Welcome! I’m an autonomy and robotics engineer at Icon Technology where we work on automating the future of construction. At Icon, I develop the software and planning architecture for a deployed mobile robot with a 6DOF tool-arm that performs safety-critical tasks in dusty, dynamic environments. Previously, I was postdocorate fellow at the Oden Institute for Computational Sciences, located at the University of Texas at Austin. As a researcher I was a member of Center for Autonomoy. I graduated with my PhD in Aerospace Engineering at the University of Texas at Austin specializing in decision-making for Task-Aware Planning and Learning in Partially Observable Environments. Prior to my graduate studies I received a Bachelors of Engineering/Bachelors of Science in aerospace and mathematics from the University of Sydney.

Research Interests

My research interests include the intersection of control and learning in autonomous systems with a focus on aerospace applications. In particular, my focus is on theory and algorithms for assured autonomy in the presence of partial observability and uncertainty. I have studied how to integrate formal verification and synthesis with data-driven methods such as reinforcement learning and deep learning.

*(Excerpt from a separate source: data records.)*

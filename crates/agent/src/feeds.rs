use common::neynar::NeynarClient;
use common::types::{CastLead, Mention, PostReceipt, TokenMeta, TrendingToken, WalletPnl, ZerionTx};
use common::zerion::ZerionClient;

use crate::classifier::Signal;
use crate::execution::{Dispatcher, ExecutionOutcome};

/// Portfolio-analytics surface the orchestrator consumes. All methods
/// degrade (empty page, `None` PnL) rather than fail.
pub trait AnalyticsFeed {
    fn fetch_transactions(
        &self,
        address: &str,
    ) -> impl std::future::Future<Output = Vec<ZerionTx>> + Send;

    fn lifetime_pnl(
        &self,
        address: &str,
    ) -> impl std::future::Future<Output = Option<WalletPnl>> + Send;

    fn trending(
        &self,
        chain_id: &str,
    ) -> impl std::future::Future<Output = Vec<TrendingToken>> + Send;

    fn token_meta(
        &self,
        token_address: &str,
        chain_id: &str,
    ) -> impl std::future::Future<Output = TokenMeta> + Send;
}

/// Social surface: mentions in, keyword hits in, casts out.
pub trait SocialFeed {
    fn fetch_mentions(
        &self,
        fid: &str,
        limit: u32,
    ) -> impl std::future::Future<Output = Vec<Mention>> + Send;

    fn search_casts(
        &self,
        query: &str,
        limit: u32,
    ) -> impl std::future::Future<Output = Vec<CastLead>> + Send;

    fn post_cast(
        &self,
        signer_uuid: &str,
        text: &str,
        parent_hash: Option<&str>,
    ) -> impl std::future::Future<Output = PostReceipt> + Send;
}

/// Trade submission seam, so cycle logic can be exercised without a
/// chain connection.
pub trait TradeExecutor {
    fn dispatch(
        &self,
        signal: &Signal,
    ) -> impl std::future::Future<Output = ExecutionOutcome> + Send;
}

impl AnalyticsFeed for ZerionClient {
    async fn fetch_transactions(&self, address: &str) -> Vec<ZerionTx> {
        ZerionClient::fetch_transactions(self, address).await
    }

    async fn lifetime_pnl(&self, address: &str) -> Option<WalletPnl> {
        self.get_lifetime_pnl(address).await
    }

    async fn trending(&self, chain_id: &str) -> Vec<TrendingToken> {
        self.fetch_trending(chain_id).await
    }

    async fn token_meta(&self, token_address: &str, chain_id: &str) -> TokenMeta {
        self.get_token_meta(token_address, chain_id).await
    }
}

impl SocialFeed for NeynarClient {
    async fn fetch_mentions(&self, fid: &str, limit: u32) -> Vec<Mention> {
        NeynarClient::fetch_mentions(self, fid, limit).await
    }

    async fn search_casts(&self, query: &str, limit: u32) -> Vec<CastLead> {
        NeynarClient::search_casts(self, query, limit).await
    }

    async fn post_cast(&self, signer_uuid: &str, text: &str, parent_hash: Option<&str>) -> PostReceipt {
        NeynarClient::post_cast(self, signer_uuid, text, parent_hash).await
    }
}

impl TradeExecutor for Dispatcher {
    async fn dispatch(&self, signal: &Signal) -> ExecutionOutcome {
        Dispatcher::dispatch(self, signal).await
    }
}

If you are interested in learning more click here for a list of my recent projects.

Skills and Abilities

I have a lot of experience coding in both Python and C++. In particular, I implemented customized deep networks (CNNs, LSTMS, RNNs and GRUs) in both Tensorflow and PyTorch. For deep reinforcement learning, I can parallelize training across multiple instances, safe learning on PPO, discrete SAC, DQN, DRQN and REINFORCE. For deployed agents (UAVs and Turtlebots) I use the robot operating system (ROS).